EXERCISE PROMPT: Output every entry exactly, from the first line to the last.

THE RECORDS:
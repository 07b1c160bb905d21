use std::fmt;

#[derive(Debug, Clone, Copy, PartialEq, Eq, Default)]
pub enum ConnectionState {
    #[default]
    Disconnected,
    Connecting,
    Connected,
    Reconnecting,
}

impl ConnectionState {
    /// Human-readable status shown to consumers.
    pub fn status_label(self) -> &'static str {
        match self {
            Self::Disconnected => "disconnected",
            Self::Connecting => "loading websocket...",
            Self::Connected => "connected, fetching data...",
            Self::Reconnecting => "connection error, reconnecting...",
        }
    }
}

impl fmt::Display for ConnectionState {
    fn fmt(&self, f: &mut fmt::Formatter<'_>) -> fmt::Result {
        match self {
            Self::Disconnected => write!(f, "disconnected"),
            Self::Connecting => write!(f, "connecting"),
            Self::Connected => write!(f, "connected"),
            Self::Reconnecting => write!(f, "reconnecting"),
        }
    }
}
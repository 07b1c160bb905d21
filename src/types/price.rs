use std::fmt;

#[derive(Debug, Copy, Clone, PartialEq, PartialOrd, Default)]
pub enum Price {
    Known(f64),
    #[default]
    Unknown,
}

impl Price {
    pub fn new(value: f64) -> Self {
        if value.is_finite() {
            Price::Known(value)
        } else {
            Price::Unknown
        }
    }
}

impl fmt::Display for Price {
    fn fmt(&self, formatter: &mut fmt::Formatter<'_>) -> fmt::Result {
        match self {
            Price::Known(value) if value.fract() == 0.0 => write!(formatter, "{value:.0}"),
            Price::Known(value) => write!(formatter, "{value:.2}"),
            Price::Unknown => write!(formatter, "—"),
        }
    }
}

impl From<Option<f64>> for Price {
    fn from(value: Option<f64>) -> Self {
        value.map(Price::new).unwrap_or_default()
    }
}

#[cfg(test)]
mod tests {
    use super::*;

    #[test]
    fn non_finite_values_are_unknown() {
        assert_eq!(Price::new(f64::NAN), Price::Unknown);
        assert_eq!(Price::new(f64::INFINITY), Price::Unknown);
    }

    #[test]
    fn display_drops_fraction_for_whole_prices() {
        assert_eq!(Price::new(10.0).to_string(), "10");
        assert_eq!(Price::new(2.5).to_string(), "2.50");
        assert_eq!(Price::Unknown.to_string(), "—");
    }
}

ANSWER TO THIS PROBLEM:
repository 07b1c160bb905d21
use std::fmt;

#[derive(Debug, Clone, Copy, PartialEq, Eq, Default)]
pub enum ConnectionState {
    #[default]
    Disconnected,
    Connecting,
    Connected,
    Reconnecting,
}

impl ConnectionState {
    /// Human-readable status shown to consumers.
    pub fn status_label(self) -> &'static str {
        match self {
            Self::Disconnected => "disconnected",
            Self::Connecting => "loading websocket...",
            Self::Connected => "connected, fetching data...",
            Self::Reconnecting => "connection error, reconnecting...",
        }
    }
}

impl fmt::Display for ConnectionState {
    fn fmt(&self, f: &mut fmt::Formatter<'_>) -> fmt::Result {
        match self {
            Self::Disconnected => write!(f, "disconnected"),
            Self::Connecting => write!(f, "connecting"),
            Self::Connected => write!(f, "connected"),
            Self::Reconnecting => write!(f, "reconnecting"),
        }
    }
}
repository 07b1c160bb905d21
filename src/types/price.rs
use std::fmt;

#[derive(Debug, Copy, Clone, PartialEq, PartialOrd, Default)]
pub enum Price {
    Known(f64),
    #[default]
    Unknown,
}

impl Price {
    pub fn new(value: f64) -> Self {
        if value.is_finite() {
            Price::Known(value)
        } else {
            Price::Unknown
        }
    }
}

impl fmt::Display for Price {
    fn fmt(&self, formatter: &mut fmt::Formatter<'_>) -> fmt::Result {
        match self {
            Price::Known(value) if value.fract() == 0.0 => write!(formatter, "{value:.0}"),
            Price::Known(value) => write!(formatter, "{value:.2}"),
            Price::Unknown => write!(formatter, "—"),
        }
    }
}

impl From<Option<f64>> for Price {
    fn from(value: Option<f64>) -> Self {
        value.map(Price::new).unwrap_or_default()
    }
}

#[cfg(test)]
mod tests {
    use super::*;

    #[test]
    fn non_finite_values_are_unknown() {
        assert_eq!(Price::new(f64::NAN), Price::Unknown);
        assert_eq!(Price::new(f64::INFINITY), Price::Unknown);
    }

    #[test]
    fn display_drops_fraction_for_whole_prices() {
        assert_eq!(Price::new(10.0).to_string(), "10");
        assert_eq!(Price::new(2.5).to_string(), "2.50");
        assert_eq!(Price::Unknown.to_string(), "—");
    }
}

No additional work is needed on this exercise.